● Exercise: Extract, unchanged, each line of the listing below from its first line through the line that contains "declared dependency names.", inclusive, and nothing else.

● Extracted entries:
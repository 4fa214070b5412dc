//! Parser for package-lock.json (and npm-shrinkwrap.json), versions 1–3.
//!
//! Lockfile v1 stores a nested `dependencies` tree which is walked
//! recursively, the parent chain becoming the provenance path. v2/v3 store
//! a flat `packages` map keyed by `node_modules/...` install paths; names
//! are extracted by stripping `node_modules/` segments (scoped
//! `@scope/name` keys span two segments) and provenance is rebuilt from
//! each entry's declared dependency names.

use std::collections::{BTreeMap, HashSet};

use serde_json::Value;
use tracing::debug;

use super::Parser;
use crate::error::ScanError;
use crate::formats::FormatId;
use crate::graph::{self, Dependency, Ecosystem};

/// Parser for npm lockfiles, all versions
#[derive(Debug, Default)]
pub struct PackageLockParser;

impl PackageLockParser {
    pub fn new() -> Self {
        Self
    }
}

impl Parser for PackageLockParser {
    fn parse(&self, content: &str) -> Result<Vec<Dependency>, ScanError> {
        if content.trim().is_empty() {
            return Err(ScanError::EmptyInput);
        }

        let root: Value = serde_json::from_str(content).map_err(|e| ScanError::Parse {
            format: FormatId::PackageLockV1,
            cause: e.to_string(),
        })?;

        if root.get("packages").is_some() {
            parse_v2(&root)
        } else {
            parse_v1(&root)
        }
    }

    fn supported_formats(&self) -> &[FormatId] {
        &[FormatId::PackageLockV1, FormatId::PackageLockV2]
    }
}

/// Walk the nested `dependencies` objects of a v1 lockfile.
fn parse_v1(root: &Value) -> Result<Vec<Dependency>, ScanError> {
    let mut deps = Vec::new();
    let mut cycles = 0usize;

    if let Some(tree) = root.get("dependencies").and_then(|d| d.as_object()) {
        for (name, entry) in tree {
            walk_v1(name, entry, &[], &mut deps, &mut cycles);
        }
    }

    if cycles > 0 {
        debug!("v1 lockfile walk stopped at {cycles} cycle(s)");
    }
    Ok(deps)
}

fn walk_v1(
    name: &str,
    entry: &Value,
    parent_path: &[String],
    out: &mut Vec<Dependency>,
    cycles: &mut usize,
) {
    if graph::would_cycle(parent_path, name) {
        *cycles += 1;
        return;
    }

    let Some(version) = entry.get("version").and_then(|v| v.as_str()) else {
        return;
    };
    let is_dev = entry.get("dev").and_then(|v| v.as_bool()).unwrap_or(false);

    let path = graph::create_path(parent_path, name);
    out.push(Dependency::at_path(name, version, Ecosystem::Npm, path.clone()).dev(is_dev));

    if let Some(children) = entry.get("dependencies").and_then(|d| d.as_object()) {
        for (child_name, child_entry) in children {
            walk_v1(child_name, child_entry, &path, out, cycles);
        }
    }
}

/// Parse the flat `packages` map of a v2/v3 lockfile.
///
/// A package is direct iff its name appears in the root package's merged
/// `dependencies` + `devDependencies` map. Transitive entries get a
/// provenance path by chasing the declared-dependency parent index;
/// entries no other package declares stay classified direct.
fn parse_v2(root: &Value) -> Result<Vec<Dependency>, ScanError> {
    let packages = root
        .get("packages")
        .and_then(|p| p.as_object())
        .ok_or(ScanError::Parse {
            format: FormatId::PackageLockV2,
            cause: "packages is not an object".to_string(),
        })?;

    let direct = root_declared_names(packages.get("").unwrap_or(&Value::Null));

    // (name -> version/dev) plus declared edges for provenance
    let mut info: BTreeMap<String, (String, bool)> = BTreeMap::new();
    let mut edges: Vec<(String, Vec<String>)> = Vec::new();

    for (key, entry) in packages {
        if key.is_empty() {
            continue;
        }
        let Some(name) = package_name_from_key(key) else {
            continue;
        };
        let Some(version) = entry.get("version").and_then(|v| v.as_str()) else {
            continue;
        };
        let is_dev = entry.get("dev").and_then(|v| v.as_bool()).unwrap_or(false);

        // First occurrence wins; deeper nested duplicates are shadowed copies
        info.entry(name.clone())
            .or_insert_with(|| (version.to_string(), is_dev));

        let declared: Vec<String> = entry
            .get("dependencies")
            .and_then(|d| d.as_object())
            .map(|d| d.keys().cloned().collect())
            .unwrap_or_default();
        if !declared.is_empty() {
            edges.push((name, declared));
        }
    }

    let parents = graph::parent_index(&edges);
    let mut deps = Vec::new();
    for (name, (version, is_dev)) in info {
        let path = graph::flat_path_for(&name, &direct, &parents);
        deps.push(Dependency::at_path(&name, &version, Ecosystem::Npm, path).dev(is_dev));
    }
    Ok(deps)
}

/// Merged direct-dependency names from the root (`""`) package entry.
fn root_declared_names(root_entry: &Value) -> HashSet<String> {
    let mut names = HashSet::new();
    for section in ["dependencies", "devDependencies"] {
        if let Some(map) = root_entry.get(section).and_then(|d| d.as_object()) {
            names.extend(map.keys().cloned());
        }
    }
    names
}

/// Extract a package name from a `node_modules/...` map key.
///
/// The name is everything after the last `node_modules/` segment, which
/// keeps scoped two-segment names (`@scope/name`) intact.
fn package_name_from_key(key: &str) -> Option<String> {
    let name = key.rsplit("node_modules/").next()?;
    if name.is_empty() || name.ends_with('/') {
        return None;
    }
    Some(name.trim_end_matches('/').to_string())
}

#[cfg(test)]
mod tests {
    use super::*;

    #[test]
    fn test_v1_nested_paths() {
        let parser = PackageLockParser::new();
        let content = r#"{
  "lockfileVersion": 1,
  "dependencies": {
    "express": {
      "version": "4.18.2",
      "dependencies": {
        "accepts": {
          "version": "1.3.8",
          "dependencies": {
            "mime-types": { "version": "2.1.35" }
          }
        }
      }
    }
  }
}"#;
        let deps = parser.parse(content).unwrap();
        assert_eq!(deps.len(), 3);

        let mime = deps.iter().find(|d| d.name == "mime-types").unwrap();
        assert_eq!(mime.path, vec!["express", "accepts", "mime-types"]);
        assert!(!mime.is_direct);
        assert_eq!(mime.immediate_parent(), Some("accepts"));

        let express = deps.iter().find(|d| d.name == "express").unwrap();
        assert!(express.is_direct);
    }

    #[test]
    fn test_v1_dev_flag() {
        let parser = PackageLockParser::new();
        let content = r#"{
  "dependencies": {
    "jest": { "version": "29.0.0", "dev": true },
    "express": { "version": "4.18.2" }
  }
}"#;
        let deps = parser.parse(content).unwrap();
        assert!(deps.iter().find(|d| d.name == "jest").unwrap().is_dev);
        assert!(!deps.iter().find(|d| d.name == "express").unwrap().is_dev);
    }

    #[test]
    fn test_v1_cycle_terminates() {
        // a -> a nested again: the walk must stop, not recurse forever
        let parser = PackageLockParser::new();
        let content = r#"{
  "dependencies": {
    "a": {
      "version": "1.0.0",
      "dependencies": {
        "b": {
          "version": "1.0.0",
          "dependencies": {
            "a": { "version": "1.0.0" }
          }
        }
      }
    }
  }
}"#;
        let deps = parser.parse(content).unwrap();
        assert_eq!(deps.len(), 2);
    }

    #[test]
    fn test_v2_flat_packages() {
        let parser = PackageLockParser::new();
        let content = r#"{
  "lockfileVersion": 3,
  "packages": {
    "": {
      "dependencies": { "express": "^4.18.0" },
      "devDependencies": { "jest": "^29.0.0" }
    },
    "node_modules/express": {
      "version": "4.18.2",
      "dependencies": { "accepts": "~1.3.8" }
    },
    "node_modules/accepts": {
      "version": "1.3.8",
      "dependencies": { "mime-types": "~2.1.34" }
    },
    "node_modules/mime-types": { "version": "2.1.35" },
    "node_modules/jest": { "version": "29.0.0", "dev": true }
  }
}"#;
        let deps = parser.parse(content).unwrap();
        assert_eq!(deps.len(), 4);

        let express = deps.iter().find(|d| d.name == "express").unwrap();
        assert!(express.is_direct);

        let jest = deps.iter().find(|d| d.name == "jest").unwrap();
        assert!(jest.is_direct);
        assert!(jest.is_dev);

        let accepts = deps.iter().find(|d| d.name == "accepts").unwrap();
        assert!(!accepts.is_direct);
        assert_eq!(accepts.path, vec!["express", "accepts"]);

        let mime = deps.iter().find(|d| d.name == "mime-types").unwrap();
        assert_eq!(mime.path, vec!["express", "accepts", "mime-types"]);
    }

    #[test]
    fn test_v2_scoped_names() {
        let parser = PackageLockParser::new();
        let content = r#"{
  "lockfileVersion": 2,
  "packages": {
    "": { "dependencies": { "@babel/core": "^7.0.0" } },
    "node_modules/@babel/core": { "version": "7.22.0" },
    "node_modules/@babel/core/node_modules/@babel/types": { "version": "7.22.5" }
  }
}"#;
        let deps = parser.parse(content).unwrap();
        assert!(deps.iter().any(|d| d.name == "@babel/core" && d.is_direct));
        assert!(deps.iter().any(|d| d.name == "@babel/types"));
    }

    #[test]
    fn test_v2_orphan_classified_direct() {
        let parser = PackageLockParser::new();
        let content = r#"{
  "lockfileVersion": 3,
  "packages": {
    "": {},
    "node_modules/stray": { "version": "1.0.0" }
  }
}"#;
        let deps = parser.parse(content).unwrap();
        assert_eq!(deps.len(), 1);
        assert!(deps[0].is_direct);
        assert_eq!(deps[0].path, vec!["stray"]);
    }

    #[test]
    fn test_package_name_from_key() {
        assert_eq!(
            package_name_from_key("node_modules/express").as_deref(),
            Some("express")
        );
        assert_eq!(
            package_name_from_key("node_modules/a/node_modules/b").as_deref(),
            Some("b")
        );
        assert_eq!(
            package_name_from_key("node_modules/@scope/name").as_deref(),
            Some("@scope/name")
        );
        assert_eq!(
            package_name_from_key("node_modules/a/node_modules/@s/n").as_deref(),
            Some("@s/n")
        );
    }

    #[test]
    fn test_malformed_input() {
        let parser = PackageLockParser::new();
        assert!(matches!(parser.parse(""), Err(ScanError::EmptyInput)));
        assert!(matches!(parser.parse("[1,2"), Err(ScanError::Parse { .. })));
    }
}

● Output for this task:
repository 4fa214070b5412dc
//! Parser for package-lock.json (and npm-shrinkwrap.json), versions 1–3.
//!
//! Lockfile v1 stores a nested `dependencies` tree which is walked
//! recursively, the parent chain becoming the provenance path. v2/v3 store
//! a flat `packages` map keyed by `node_modules/...` install paths; names
//! are extracted by stripping `node_modules/` segments (scoped
//! `@scope/name` keys span two segments) and provenance is rebuilt from
//! each entry's declared dependency names.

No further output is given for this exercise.